Kin Jong-nam, fratello del leader coreano, ucciso perché spia della Cia

Ci sarebbe un legame tra il fratellastro del dittatore coreano e la Cia. Ucciso in un agguato con del gas nervino in Malesia , dove si trovava proprio per un incontro con alcuni esponenti della Cia.

A rivelarlo il Wall street journal.
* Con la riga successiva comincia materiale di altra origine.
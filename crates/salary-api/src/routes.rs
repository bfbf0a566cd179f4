//! HTTP routes and handlers

use axum::{
    body::Bytes,
    extract::State,
    routing::{get, post},
    Json, Router,
};
use salary_core::{PredictionResponse, WelcomeMessage};
use tower_http::{
    cors::{AllowHeaders, AllowMethods, AllowOrigin, CorsLayer},
    trace::TraceLayer,
};

use crate::error::ApiError;
use crate::state::AppState;

pub fn create_router(state: AppState) -> Router {
    Router::new()
        .route("/", get(read_root))
        .route("/predict", post(predict))
        .route("/health", get(health_check))
        .route("/metrics", get(metrics))
        .fallback(fallback)
        .layer(TraceLayer::new_for_http())
        .layer(cors_layer())
        .with_state(state)
}

/// Every origin, method and header is allowed, with credentials.
///
/// Browsers reject a literal `*` alongside credentials, so the request's
/// own origin, method and headers are echoed back instead.
pub fn cors_layer() -> CorsLayer {
    CorsLayer::new()
        .allow_origin(AllowOrigin::mirror_request())
        .allow_methods(AllowMethods::mirror_request())
        .allow_headers(AllowHeaders::mirror_request())
        .allow_credentials(true)
}

async fn read_root() -> Json<WelcomeMessage> {
    Json(WelcomeMessage::default())
}

/// The body is taken raw so that malformed JSON, missing fields and wrong
/// types all produce the same field-level 400 instead of the extractor's
/// default rejection.
async fn predict(
    State(state): State<AppState>,
    body: Bytes,
) -> Result<Json<PredictionResponse>, ApiError> {
    metrics::counter!("salary_requests_total", "endpoint" => "predict").increment(1);

    state.predict_body(&body).map(Json)
}

async fn health_check() -> &'static str {
    "OK"
}

async fn metrics(State(state): State<AppState>) -> String {
    state.render_metrics()
}

async fn fallback() -> ApiError {
    ApiError::NotFound
}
Sarebbe infatti stata una testimonianza fatta da fonti ben informate al giornale a confermare che Kim Jong-nam era un informatore della CIA. I contatti con l’agenzia di spionaggio americana sarebbero stati confermati dallo stesso Kim a un giornalistagiapponese – citato dal Financial Times – negli anni in cui si trovava in Cina. Poco prima di partire per la Malaysia – scelta insieme a Singapore per gli incontri segreti con gli agenti statunitensi – l’uomo avrebbe inoltre esternato le proprie preoccupazioni per un viaggio che lo stava portando lontano dalla protezione dei servizi cinesi e sudcoreani. Ma aveva bisogno di denaro. Lo dimostrano i 124mila dollari rinvenuti dalla polizia malese nella sua borsa poco dopo la morte. La ricompensa per l’ultima fatale soffiata.